I hope you’re paying attention because I’m about to let you in on a little secret…

I’m watching the VIX very closely right now.

It seems to be creeping toward one of my rules – the VIX always knocks twice.

People get fearful, then they feel like it’s hit bottom and time to buy. But then, all of a sudden, you get the next wash out and the VIX goes up a level – maybe as high as $45 or $50.

So, keep in mind, if we see it crack the $35 mark, we could see more volatility around the corner, and it could hit the $39 or $40 mark in short order.

Look, part of me wants the VIX to hit $39. But the reasonable part of me knows that would mean really bad things are happening in the market.

That’s because the VIX is an indicator of market sentiment, and if I’ve said it once, I’ll say it again: market sentiment is a big deal right now.

It’s what we’re monitoring to figure out when to switch from bearish to bullish. Once we move past Acceptance into Despair, that’s when the light starts to appear at the end of the tunnel.

So, that being said, I’ve got to talk about all of the crazy stuff going on with a direct impact on sentiment.

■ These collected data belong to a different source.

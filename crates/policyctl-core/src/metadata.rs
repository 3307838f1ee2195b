//! Metadata labels attached to every policy object.
//!
//! Labels are user-defined `key=value` annotations. The service stores them
//! as a map; the client keeps them sorted by key so output is stable.

use std::collections::BTreeMap;
use std::fmt;

use serde::{Deserialize, Serialize};

use crate::validation::ValidationError;

/// Metadata returned with an entity.
#[derive(Debug, Clone, Default, PartialEq, Eq, Serialize, Deserialize)]
pub struct Metadata {
    /// User-defined labels.
    #[serde(default, skip_serializing_if = "Labels::is_empty")]
    pub labels: Labels,
}

impl Metadata {
    /// Creates metadata carrying the given labels.
    #[must_use]
    pub const fn with_labels(labels: Labels) -> Self {
        Self { labels }
    }
}

/// Key/value labels, ordered by key.
#[derive(Debug, Clone, Default, PartialEq, Eq, Serialize, Deserialize)]
#[serde(transparent)]
pub struct Labels(BTreeMap<String, String>);

impl Labels {
    /// Creates an empty label set.
    #[must_use]
    pub const fn new() -> Self {
        Self(BTreeMap::new())
    }

    /// Parses labels from `key=value` strings.
    ///
    /// Each entry must contain exactly one `=` with a non-empty key. When a
    /// key repeats, the last value wins.
    ///
    /// # Errors
    ///
    /// Returns a format [`ValidationError`] for the `label` field naming the
    /// first malformed entry.
    ///
    /// # Examples
    ///
    /// ```
    /// use policyctl_core::Labels;
    ///
    /// let labels = Labels::parse(["owner=security", "tier=gold"]).unwrap();
    /// assert_eq!(labels.get("owner"), Some("security"));
    ///
    /// assert!(Labels::parse(["missing-separator"]).is_err());
    /// ```
    pub fn parse<I, S>(raw: I) -> Result<Self, ValidationError>
    where
        I: IntoIterator<Item = S>,
        S: AsRef<str>,
    {
        let mut labels = Self::new();
        for entry in raw {
            let entry = entry.as_ref();
            let (key, value) = split_label(entry).ok_or_else(|| {
                ValidationError::format(
                    "label",
                    format!("invalid label '{entry}', expected key=value"),
                )
            })?;
            labels.insert(key, value);
        }
        Ok(labels)
    }

    /// Inserts or replaces a label.
    pub fn insert(&mut self, key: impl Into<String>, value: impl Into<String>) {
        self.0.insert(key.into(), value.into());
    }

    /// Returns the value of a label.
    #[must_use]
    pub fn get(&self, key: &str) -> Option<&str> {
        self.0.get(key).map(String::as_str)
    }

    /// Returns true if there are no labels.
    #[must_use]
    pub fn is_empty(&self) -> bool {
        self.0.is_empty()
    }

    /// Returns the number of labels.
    #[must_use]
    pub fn len(&self) -> usize {
        self.0.len()
    }

    /// Iterates over labels in key order.
    pub fn iter(&self) -> impl Iterator<Item = (&str, &str)> {
        self.0.iter().map(|(k, v)| (k.as_str(), v.as_str()))
    }
}

fn split_label(entry: &str) -> Option<(&str, &str)> {
    let (key, value) = entry.split_once('=')?;
    if key.trim().is_empty() || value.contains('=') {
        return None;
    }
    Some((key, value))
}

impl From<BTreeMap<String, String>> for Labels {
    fn from(map: BTreeMap<String, String>) -> Self {
        Self(map)
    }
}

impl From<Labels> for BTreeMap<String, String> {
    fn from(labels: Labels) -> Self {
        labels.0
    }
}

impl fmt::Display for Labels {
    fn fmt(&self, f: &mut fmt::Formatter<'_>) -> fmt::Result {
        let mut first = true;
        for (key, value) in self.iter() {
            if !first {
                f.write_str(", ")?;
            }
            write!(f, "{key}={value}")?;
            first = false;
        }
        Ok(())
    }
}

/// How an update treats the labels already stored on an entity.
#[derive(Debug, Clone, Copy, Default, PartialEq, Eq, Serialize, Deserialize)]
#[serde(rename_all = "lowercase")]
pub enum LabelUpdateMode {
    /// Merge the supplied labels into the existing ones.
    #[default]
    Extend,
    /// Drop existing labels and keep only the supplied ones.
    Replace,
}

impl LabelUpdateMode {
    /// Selects the mode from the `--force-replace-labels` switch.
    #[must_use]
    pub const fn from_replace_flag(replace: bool) -> Self {
        if replace {
            Self::Replace
        } else {
            Self::Extend
        }
    }
}

/// Labels to apply in an update together with how to apply them.
#[derive(Debug, Clone, Default, PartialEq, Eq)]
pub struct LabelPatch {
    /// Labels supplied by the caller.
    pub labels: Labels,
    /// Merge or replace.
    pub mode: LabelUpdateMode,
}

impl LabelPatch {
    /// Creates a patch.
    #[must_use]
    pub const fn new(labels: Labels, mode: LabelUpdateMode) -> Self {
        Self { labels, mode }
    }

    /// Returns true if the patch carries no labels.
    #[must_use]
    pub fn is_empty(&self) -> bool {
        self.labels.is_empty()
    }

    /// Applies the patch to stored labels.
    pub fn apply_to(&self, labels: &mut Labels) {
        match self.mode {
            LabelUpdateMode::Extend => {
                for (key, value) in self.labels.iter() {
                    labels.insert(key, value);
                }
            }
            LabelUpdateMode::Replace => labels.clone_from(&self.labels),
        }
    }
}

#[cfg(test)]
mod tests {
    use super::*;
    use crate::validation::ValidationErrorKind;

    #[test]
    fn test_parse_labels() {
        let labels = Labels::parse(["b=2", "a=1"]).unwrap();
        let pairs: Vec<_> = labels.iter().collect();
        assert_eq!(pairs, vec![("a", "1"), ("b", "2")]);
    }

    #[test]
    fn test_parse_allows_empty_value() {
        let labels = Labels::parse(["flag="]).unwrap();
        assert_eq!(labels.get("flag"), Some(""));
    }

    #[test]
    fn test_parse_last_duplicate_wins() {
        let labels = Labels::parse(["env=dev", "env=prod"]).unwrap();
        assert_eq!(labels.len(), 1);
        assert_eq!(labels.get("env"), Some("prod"));
    }

    #[test]
    fn test_parse_rejects_bad_entries() {
        for bad in ["novalue", "=value", "a=b=c", ""] {
            let err = Labels::parse([bad]).unwrap_err();
            assert_eq!(err.field, "label");
            assert_eq!(err.kind, ValidationErrorKind::Format);
        }
    }

    #[test]
    fn test_labels_display() {
        let labels = Labels::parse(["x=1", "y=2"]).unwrap();
        assert_eq!(labels.to_string(), "x=1, y=2");
    }

    #[test]
    fn test_labels_serialize_as_map() {
        let labels = Labels::parse(["owner=sec"]).unwrap();
        let json = serde_json::to_string(&Metadata::with_labels(labels)).unwrap();
        assert_eq!(json, r#"{"labels":{"owner":"sec"}}"#);
    }

    #[test]
    fn test_empty_metadata_omits_labels() {
        let json = serde_json::to_string(&Metadata::default()).unwrap();
        assert_eq!(json, "{}");
    }

    #[test]
    fn test_update_mode_from_flag() {
        assert_eq!(LabelUpdateMode::from_replace_flag(true), LabelUpdateMode::Replace);
        assert_eq!(LabelUpdateMode::from_replace_flag(false), LabelUpdateMode::Extend);
        assert_eq!(LabelUpdateMode::default(), LabelUpdateMode::Extend);
    }

    #[test]
    fn test_patch_extend_merges() {
        let mut stored = Labels::parse(["team=core", "env=dev"]).unwrap();
        let patch = LabelPatch::new(Labels::parse(["env=prod"]).unwrap(), LabelUpdateMode::Extend);
        patch.apply_to(&mut stored);
        assert_eq!(stored.get("team"), Some("core"));
        assert_eq!(stored.get("env"), Some("prod"));
    }

    #[test]
    fn test_patch_replace_drops_existing() {
        let mut stored = Labels::parse(["team=core"]).unwrap();
        let patch = LabelPatch::new(Labels::parse(["env=prod"]).unwrap(), LabelUpdateMode::Replace);
        patch.apply_to(&mut stored);
        assert_eq!(stored.len(), 1);
        assert_eq!(stored.get("team"), None);
    }
}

We’ve got the NASDAQ hitting new lows. We’ve got JP Morgan CEO Jamie Dimon changing his tune and saying he expects a recession within the next 6-9 months.

Of course, my favorite indicator of market sentiment is the CBOE Equity Put/Call Ratio.

This is the grandfather of sentiment indicators. Period. Bar none.

All the investor polls, screw ‘em. This is the one.

Why is it better than investor polls? Well, the investor polls are all bearish, and I mean uber-bearish. They’re going upside down.

This is different. This is people putting money on the table.

It’s easy to say, “I think the market is going to be higher,” or, “I think the market is going to be lower.”

People say a lot of things – those things aren’t always their true feelings. Their true feelings are reflected in what they’re doing with their money. It becomes a lot more difficult when you have to put money behind your words.

If more people are trading puts than calls (an EQPCR reading above 1.0), that’s a reflection of negative market sentiment.

Well, the EQPCR is doing exactly what I said you need to wait out…


We had a reading of 1.02 back in September, and as I told you, this is the beginning of something that could be good.

But look what’s happening now. We’re right back down to 0.60 last night, and the 20-day moving average is kind of trending down.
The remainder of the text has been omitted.